Comment Re:"one-time, 5% wealth tax" (Score 1) 348

They seem to think they can get a few years out of it by limiting how much can be spent in one. Of course, that just pushes the problem down an election cycle, which is all most politicians seem to care about.

This is being driven by SEIU-UHW, not politicians. Most politicians in the state are vocally against this. It's amazing, the union found a tax even union-funded Californian politicians think is too much. That's quite an achievement.

It's also blatantly self-serving. Tax billionaires to fund a health care program which will hire...well how 'bout that, the union which sponsored it!

Comment Re:"one-time, 5% wealth tax" (Score 1) 348

Setup costs don't repeat, so the cost of follow-on years will differ. A large incoming lump sum also allows you to pay down debt, releasing money that would have gone on yearly interest payments, which provides more money in future years than the current budget.

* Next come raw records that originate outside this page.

use crate::model::CursorImage;
use crate::model::cursor::CURSOR_FORMAT;

#[derive(Debug, Clone)]
struct BoundCursor {
    width: u32,
    height: u32,
    hot_x: i32,
    hot_y: i32,
    buffer: Vec<u8>,
}

/// A single framebuffer output with a software cursor slot.
///
/// The framebuffer and the cursor slot are both premultiplied ARGB8888 with
/// no row padding. The cursor is only blended in by [`FbDisplay::compose`],
/// so the framebuffer itself never contains cursor pixels.
#[derive(Debug, Clone)]
pub struct FbDisplay {
    width: u32,
    height: u32,
    framebuffer: Vec<u8>,
    cursor: Option<BoundCursor>,
    cursor_visible: bool,
    cursor_pos: (i32, i32),
}

impl FbDisplay {
    pub fn new(width: u32, height: u32) -> Self {
        let mut framebuffer = vec![0u8; width as usize * height as usize * 4];
        for px in framebuffer.chunks_exact_mut(4) {
            CURSOR_FORMAT.encode([0xFF, 0, 0, 0], px);
        }
        Self {
            width,
            height,
            framebuffer,
            cursor: None,
            cursor_visible: false,
            cursor_pos: (0, 0),
        }
    }

    pub fn width(&self) -> u32 {
        self.width
    }

    pub fn height(&self) -> u32 {
        self.height
    }

    pub fn fill(&mut self, argb: [u8; 4]) {
        for px in self.framebuffer.chunks_exact_mut(4) {
            CURSOR_FORMAT.encode(argb, px);
        }
    }

    /// Copy `image` into the cursor slot and make it visible.
    pub fn bind_cursor(&mut self, image: &CursorImage) {
        let (hot_x, hot_y) = image.hotspot();
        self.cursor = Some(BoundCursor {
            width: image.width(),
            height: image.height(),
            hot_x,
            hot_y,
            buffer: image.buffer().to_vec(),
        });
        self.cursor_visible = true;
    }

    pub fn hide_cursor(&mut self) {
        self.cursor_visible = false;
    }

    pub fn cursor_visible(&self) -> bool {
        self.cursor_visible && self.cursor.is_some()
    }

    pub fn cursor_position(&self) -> (i32, i32) {
        self.cursor_pos
    }

    pub fn move_cursor_to(&mut self, x: i32, y: i32) {
        self.cursor_pos = (x, y);
    }

    /// The framebuffer with the cursor blended over it, hotspot at the
    /// cursor position.
    pub fn compose(&self) -> Vec<u8> {
        let mut out = self.framebuffer.clone();
        let Some(cursor) = self.cursor.as_ref().filter(|_| self.cursor_visible) else {
            return out;
        };

        let origin_x = i64::from(self.cursor_pos.0) - i64::from(cursor.hot_x);
        let origin_y = i64::from(self.cursor_pos.1) - i64::from(cursor.hot_y);

        for cy in 0..cursor.height as usize {
            let y = origin_y + cy as i64;
            if y < 0 || y >= i64::from(self.height) {
                continue;
            }
            for cx in 0..cursor.width as usize {
                let x = origin_x + cx as i64;
                if x < 0 || x >= i64::from(self.width) {
                    continue;
                }
                let src_off = (cy * cursor.width as usize + cx) * 4;
                let dst_off = (y as usize * self.width as usize + x as usize) * 4;

                let src = CURSOR_FORMAT.decode(&cursor.buffer[src_off..src_off + 4]);
                let dst = CURSOR_FORMAT.decode(&out[dst_off..dst_off + 4]);
                CURSOR_FORMAT.encode(blend_over(src, dst), &mut out[dst_off..dst_off + 4]);
            }
        }
        out
    }

    /// Premultiplied `[a, r, g, b]` of the composed output at `(x, y)`.
    pub fn composed_pixel(&self, x: u32, y: u32) -> Option<[u8; 4]> {
        if x >= self.width || y >= self.height {
            return None;
        }
        let composed = self.compose();
        let offset = (y as usize * self.width as usize + x as usize) * 4;
        Some(CURSOR_FORMAT.decode(&composed[offset..offset + 4]))
    }
}

/// Premultiplied source-over.
fn blend_over(src: [u8; 4], dst: [u8; 4]) -> [u8; 4] {
    let inv = 255 - src[0] as u32;
    let mut out = [0u8; 4];
    for i in 0..4 {
        out[i] = (src[i] as u32 + dst[i] as u32 * inv / 255).min(255) as u8;
    }
    out
}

TBH, I haven't really followed the proposal. Are they suggesting creating a new health care system? That seems wasteful, we have plenty of existing programs. And we don't typically use the endowment approach, where a program has an investment fund which provides ongoing income. Well, except state pension funds, which are massively underwater right now so that's not a great model to follow.

Anyway, the numbers don't work. The proponents say the tax will raise $100 billion. Invested wisely, that's $5 to $10 billion in income a year. The state budget is something like $350 billion so this is a drop in the bucket. It's not a compelling argument.